A boy stands at an open area camp in Port-au-Prince where people are staying following Tuesday's major earthquake.
REUTERS/Carlos Barria
A boy stands at an open area camp in Port-au-Prince where people are staying following Tuesday’s major earthquake.

WASHINGTON, D.C. — Few members of Congress know Haiti like Minnesota’s U.S. Rep. James Oberstar, who worries that if the Haitian government fails in the current humanitarian crisis, “the political turmoil will be unimaginable.”

“This is a human tragedy of unimaginable proportions, there was abject poverty and distress in Haiti prior to the earthquake; I can only imagine how horrid the situation is now,” Oberstar said in a statement today.

From 1959 to 1962, Oberstar taught English to cadets at the Haitian Military Academy, students he has kept in touch with as they’ve risen through the ranks of the Haitian military and civil society. At the same time, Oberstar taught Americans to speak French and Creole, the two official languages of Haiti which he speaks fluently.

Rep. James Oberstar
Rep. James Oberstar

Oberstar was an election observer in 1990 when Jean-Bertrand Aristide won the country’s first democratic election. Aristide was deposed in a coup less than a year after taking office. In 1994, following international pressure and the imminent threat of a U.S. military invasion, the military government stepped down and allowed Aristide to return to power. Months later, Oberstar returned to Haiti with President Clinton to participate in a change of power ceremony.

More than a decade of political strife, election fraud and continued poverty later, Haiti may have been poised to finally turn the corner, Oberstar said. A national election is scheduled for November, in which Haitians must elect a new president. Past elections have been marked by widespread fraud and followed by military coups. 

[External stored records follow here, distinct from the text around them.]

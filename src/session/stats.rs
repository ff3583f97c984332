//! Session statistics
//!
//! Status snapshots handed to front ends, plus the sampling used for the
//! download speed estimate.

use std::sync::Mutex;
use std::time::Instant;

/// Lifecycle of a download session
#[derive(Debug, Clone, Copy, PartialEq, Eq, Default)]
pub enum SessionState {
    #[default]
    Idle,
    Running,
    Completed,
    Stopped,
}

/// Snapshot of a download session
#[derive(Debug, Clone, Default)]
pub struct DownloadStatus {
    pub state: SessionState,
    pub downloaded_pieces: usize,
    pub total_pieces: usize,
    /// Payload bytes received this session
    pub bytes_downloaded: u64,
    /// Total content length
    pub total_bytes: u64,
    /// Bytes per second since the previous status sample
    pub speed: f64,
    pub connected_peers: usize,
}

impl DownloadStatus {
    /// Download progress (0.0 to 1.0)
    pub fn progress(&self) -> f64 {
        if self.total_pieces == 0 {
            return 0.0;
        }
        self.downloaded_pieces as f64 / self.total_pieces as f64
    }
}

/// Snapshot of a seed session
#[derive(Debug, Clone, Default)]
pub struct SeedStatus {
    pub running: bool,
    pub connected_peers: usize,
    pub blocks_served: u64,
    pub bytes_uploaded: u64,
}

/// Byte-rate estimate over the interval between consecutive samples
#[derive(Debug)]
pub struct RateEstimator {
    last: Mutex<(Instant, u64)>,
}

impl RateEstimator {
    pub fn new() -> Self {
        Self { last: Mutex::new((Instant::now(), 0)) }
    }

    /// Rate since the previous call, given the running byte total
    pub fn sample(&self, total: u64) -> f64 {
        self.sample_at(Instant::now(), total)
    }

    fn sample_at(&self, now: Instant, total: u64) -> f64 {
        let mut last = match self.last.lock() {
            Ok(guard) => guard,
            Err(poisoned) => poisoned.into_inner(),
        };
        let (then, previous) = *last;
        let elapsed = now.saturating_duration_since(then).as_secs_f64();
        *last = (now, total);
        if elapsed <= 0.0 {
            return 0.0;
        }
        total.saturating_sub(previous) as f64 / elapsed
    }
}

impl Default for RateEstimator {
    fn default() -> Self {
        Self::new()
    }
}

#[cfg(test)]
mod tests {
    use super::*;
    use std::time::Duration;

    #[test]
    fn test_rate_over_interval() {
        let estimator = RateEstimator::new();
        let start = Instant::now();
        estimator.sample_at(start, 0);
        let rate = estimator.sample_at(start + Duration::from_secs(2), 4096);
        assert!((rate - 2048.0).abs() < 1e-6);

        // next interval only counts new bytes
        let rate = estimator.sample_at(start + Duration::from_secs(3), 5120);
        assert!((rate - 1024.0).abs() < 1e-6);
    }

    #[test]
    fn test_rate_zero_interval() {
        let estimator = RateEstimator::new();
        let now = Instant::now();
        estimator.sample_at(now, 10);
        assert_eq!(estimator.sample_at(now, 20), 0.0);
    }

    #[test]
    fn test_progress() {
        let status = DownloadStatus { downloaded_pieces: 1, total_pieces: 4, ..Default::default() };
        assert_eq!(status.progress(), 0.25);
        assert_eq!(DownloadStatus::default().progress(), 0.0);
    }
}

Oberstar said that free and open election, followed by a peaceful transition of power, would mark a major point of political progress for the impoverished island nation and signal to investors that the government was finally stable. 

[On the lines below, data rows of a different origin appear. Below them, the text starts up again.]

//! Torrent information structures
//!
//! Typed view over a decoded descriptor: piece layout, file list and the
//! info hash that identifies the transfer.

use anyhow::Result;
use serde_bencode::value::Value;
use tracing::{debug, warn};

use crate::error::TorrentError;
use crate::protocol::InfoHash;
use super::descriptor::{as_bytes, as_dict, as_int, as_list, dict_get, Descriptor};

/// Represents a file in a multi-file torrent
#[derive(Debug, Clone, PartialEq, Eq)]
pub struct TorrentFile {
    /// File path components (e.g., ["folder", "subfolder", "file.txt"])
    pub path: Vec<String>,
    /// File size in bytes
    pub length: u64,
}

/// High-level torrent information
#[derive(Debug, Clone)]
pub struct TorrentInfo {
    /// Tracker announce URL
    pub announce: String,
    /// SHA1 hash of info dictionary
    pub info_hash: InfoHash,
    /// Size of each piece in bytes
    pub piece_length: u64,
    /// List of piece hashes (each is a 20-byte SHA1 hash)
    pub pieces: Vec<[u8; 20]>,
    /// Torrent name
    pub name: String,
    /// Single file size (None for multi-file torrents)
    pub length: Option<u64>,
    /// Files in multi-file torrents (None for single-file torrents)
    pub files: Option<Vec<TorrentFile>>,
    /// Creation time, seconds since the epoch
    pub creation_date: Option<i64>,
    /// Creating client
    pub created_by: Option<String>,
}

impl TorrentInfo {
    /// Extract torrent information from a decoded descriptor
    pub fn from_descriptor(descriptor: &Descriptor) -> Result<Self> {
        let root = descriptor.dict();
        let info_hash = descriptor.info_hash()?;
        let info = as_dict(descriptor.info()?)
            .ok_or_else(|| TorrentError::parse_error("Missing info dictionary"))?;

        let announce = dict_get(root, "announce")
            .and_then(as_bytes)
            .map(|b| String::from_utf8_lossy(b).to_string())
            .ok_or_else(|| TorrentError::parse_error("Missing announce field"))?;

        let name = dict_get(info, "name")
            .and_then(as_bytes)
            .map(|b| String::from_utf8_lossy(b).to_string())
            .ok_or_else(|| TorrentError::parse_error("Missing name field"))?;

        let piece_length = non_negative(dict_get(info, "piece length"), "piece length")?
            .ok_or_else(|| TorrentError::parse_error("Missing piece length"))?;
        if piece_length == 0 {
            return Err(TorrentError::validation_error_with_field("Piece length must be positive", "piece length").into());
        }

        let pieces_bytes = dict_get(info, "pieces")
            .and_then(as_bytes)
            .ok_or_else(|| TorrentError::parse_error("Missing pieces field"))?;
        let pieces = Self::parse_piece_hashes(pieces_bytes)?;

        let (length, files) = if let Some(len) = non_negative(dict_get(info, "length"), "length")? {
            (Some(len), None)
        } else if let Some(file_list) = dict_get(info, "files").and_then(as_list) {
            (None, Some(Self::parse_files(file_list)?))
        } else {
            return Err(TorrentError::parse_error("Neither length nor files found in info dict").into());
        };

        let total_size = match (&length, &files) {
            (Some(len), _) => *len,
            (None, Some(files)) => files.iter().map(|f| f.length).sum(),
            (None, None) => 0,
        };
        let expected = total_size.div_ceil(piece_length) as usize;
        if pieces.len() != expected {
            return Err(TorrentError::validation_error_with_field(
                format!("{} piece hashes listed, {} bytes need {}", pieces.len(), total_size, expected),
                "pieces",
            ).into());
        }

        let creation_date = dict_get(root, "creation date").and_then(as_int);
        let created_by = dict_get(root, "created by")
            .and_then(as_bytes)
            .map(|b| String::from_utf8_lossy(b).to_string());

        debug!("Parsed descriptor '{}' with {} pieces", name, pieces.len());
        Ok(Self {
            announce,
            info_hash,
            piece_length,
            pieces,
            name,
            length,
            files,
            creation_date,
            created_by,
        })
    }

    fn parse_files(file_list: &[Value]) -> Result<Vec<TorrentFile>> {
        let mut torrent_files = Vec::with_capacity(file_list.len());
        for entry in file_list {
            let file_dict = as_dict(entry)
                .ok_or_else(|| TorrentError::parse_error("File entry must be a dictionary"))?;
            let length = non_negative(dict_get(file_dict, "length"), "files.length")?
                .ok_or_else(|| TorrentError::parse_error("Missing file length"))?;
            let path_list = dict_get(file_dict, "path")
                .and_then(as_list)
                .ok_or_else(|| TorrentError::parse_error("Missing file path"))?;

            let path: Vec<String> = path_list
                .iter()
                .filter_map(as_bytes)
                .map(|b| String::from_utf8_lossy(b).to_string())
                .collect();
            if path.is_empty() {
                return Err(TorrentError::parse_error("Empty file path").into());
            }

            torrent_files.push(TorrentFile { path, length });
        }
        Ok(torrent_files)
    }

    /// Calculate total size of all files in torrent
    pub fn total_size(&self) -> u64 {
        if let Some(length) = self.length {
            length
        } else if let Some(files) = &self.files {
            files.iter().map(|f| f.length).sum()
        } else {
            0
        }
    }

    /// Get number of pieces in torrent
    pub fn piece_count(&self) -> usize {
        self.pieces.len()
    }

    /// Check if this is a multi-file torrent
    pub fn is_multi_file(&self) -> bool {
        self.files.is_some()
    }

    /// Get info hash as a hex string
    pub fn info_hash_hex(&self) -> String {
        hex::encode(self.info_hash)
    }

    /// Parse piece hashes from concatenated bytes in the descriptor
    pub fn parse_piece_hashes(pieces_bytes: &[u8]) -> Result<Vec<[u8; 20]>> {
        if pieces_bytes.len() % 20 != 0 {
            return Err(TorrentError::parse_error_with_source(
                "Pieces field length must be a multiple of 20",
                format!("got {}", pieces_bytes.len())
            ).into());
        }

        let mut pieces = Vec::with_capacity(pieces_bytes.len() / 20);
        for chunk in pieces_bytes.chunks_exact(20) {
            let mut hash = [0u8; 20];
            hash.copy_from_slice(chunk);
            pieces.push(hash);
        }

        Ok(pieces)
    }

    /// Get piece hash for a specific piece index
    pub fn piece_hash(&self, index: usize) -> Option<[u8; 20]> {
        self.pieces.get(index).copied()
    }

    /// Actual length of a piece; the final piece may be short
    pub fn piece_size(&self, index: usize) -> Option<u64> {
        self.piece_range(index).map(|(start, end)| end - start)
    }

    /// Get byte range for a specific piece
    pub fn piece_range(&self, index: usize) -> Option<(u64, u64)> {
        if index >= self.pieces.len() {
            return None;
        }

        let start = (index as u64) * self.piece_length;
        let total = self.total_size();
        let end = std::cmp::min(start + self.piece_length, total);
        if start > end {
            warn!("Piece {} starts past the end of the content", index);
            return Some((end, end));
        }

        Some((start, end))
    }
}

fn non_negative(value: Option<&Value>, field: &str) -> Result<Option<u64>> {
    match value {
        None => Ok(None),
        Some(v) => {
            let n = as_int(v)
                .ok_or_else(|| TorrentError::parse_error_with_source("Expected integer", field.to_string()))?;
            u64::try_from(n)
                .map(Some)
                .map_err(|_| TorrentError::validation_error_with_field("Negative value", field.to_string()).into())
        }
    }
}

#[cfg(test)]
mod tests {
    use super::*;
    use crate::torrent::descriptor::dict_value;

    fn single_file(length: i64, piece_length: i64, piece_count: usize) -> Descriptor {
        Descriptor::from_value(dict_value([
            ("announce", Value::Bytes(b"http://tracker.example.com/announce".to_vec())),
            ("created by", Value::Bytes(b"tests".to_vec())),
            ("info", dict_value([
                ("name", Value::Bytes(b"data.bin".to_vec())),
                ("piece length", Value::Int(piece_length)),
                ("pieces", Value::Bytes(vec![0xAB; piece_count * 20])),
                ("length", Value::Int(length)),
            ])),
        ]))
        .unwrap()
    }

    #[test]
    fn test_single_file_layout() {
        let info = TorrentInfo::from_descriptor(&single_file(600000, 262144, 3)).unwrap();

        assert_eq!(info.name, "data.bin");
        assert_eq!(info.total_size(), 600000);
        assert_eq!(info.piece_count(), 3);
        assert!(!info.is_multi_file());
        assert_eq!(info.piece_size(0), Some(262144));
        assert_eq!(info.piece_size(1), Some(262144));
        assert_eq!(info.piece_size(2), Some(75712));
        assert_eq!(info.piece_size(3), None);
        assert_eq!(info.created_by.as_deref(), Some("tests"));
    }

    #[test]
    fn test_multi_file_total() {
        let descriptor = Descriptor::from_value(dict_value([
            ("announce", Value::Bytes(b"http://tracker.example.com/announce".to_vec())),
            ("info", dict_value([
                ("name", Value::Bytes(b"dir".to_vec())),
                ("piece length", Value::Int(1024)),
                ("pieces", Value::Bytes(vec![0; 20])),
                ("files", Value::List(vec![
                    dict_value([
                        ("length", Value::Int(500)),
                        ("path", Value::List(vec![Value::Bytes(b"a.txt".to_vec())])),
                    ]),
                    dict_value([
                        ("length", Value::Int(524)),
                        ("path", Value::List(vec![
                            Value::Bytes(b"sub".to_vec()),
                            Value::Bytes(b"b.txt".to_vec()),
                        ])),
                    ]),
                ])),
            ])),
        ]))
        .unwrap();

        let info = TorrentInfo::from_descriptor(&descriptor).unwrap();
        assert!(info.is_multi_file());
        assert_eq!(info.total_size(), 1024);
        let files = info.files.unwrap();
        assert_eq!(files[1].path, vec!["sub".to_string(), "b.txt".to_string()]);
    }

    #[test]
    fn test_info_hash_matches_descriptor() {
        let descriptor = single_file(2048, 1024, 2);
        let info = TorrentInfo::from_descriptor(&descriptor).unwrap();
        assert_eq!(info.info_hash, descriptor.info_hash().unwrap());
        assert_eq!(info.info_hash_hex().len(), 40);
    }

    #[test]
    fn test_parse_piece_hashes_invalid() {
        assert!(TorrentInfo::parse_piece_hashes(&[1u8; 21]).is_err());
        assert_eq!(TorrentInfo::parse_piece_hashes(&[1u8; 40]).unwrap().len(), 2);
    }

    #[test]
    fn test_negative_length_rejected() {
        assert!(TorrentInfo::from_descriptor(&single_file(-5, 1024, 1)).is_err());
    }

    #[test]
    fn test_piece_count_must_match_length() {
        let err = TorrentInfo::from_descriptor(&single_file(600000, 262144, 4)).unwrap_err();
        assert_eq!(TorrentError::kind_of(&err), Some(crate::error::ErrorKind::Invalid));
        assert!(TorrentInfo::from_descriptor(&single_file(600000, 262144, 2)).is_err());
        assert_eq!(TorrentInfo::from_descriptor(&single_file(0, 1024, 0)).unwrap().piece_count(), 0);
    }

    #[test]
    fn test_zero_piece_length_rejected() {
        assert!(TorrentInfo::from_descriptor(&single_file(100, 0, 1)).is_err());
    }
}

“Conversely, if the Haitian government fails in this humanitarian crisis, the political turmoil will be unimaginable, and will plunge the country into another decade, or more, of even worse distress,” he said. “It is imperative for us to intervene for the long-term of stability and the region.  Our government has to show that it can partner with the Haitian government to provide service to the people, order amongst the chaos, and to show signs for long-term recovery.

“This is truly a critical moment in the history of the entire Caribbean region,” Oberstar said. “If over these weeks following the earthquake the international community does not shore up the government, does not provide the humanitarian assistance and restore the services of government to the people, then there will be an equal political earthquake and collapse.”

Untold millions of dollars in aid have been pledged to help rebuild Haiti following a massive earthquake that killed possibly hundreds of thousands of people and leveled homes, hospitals and schools in what was already the poorest nation in the Western Hemisphere.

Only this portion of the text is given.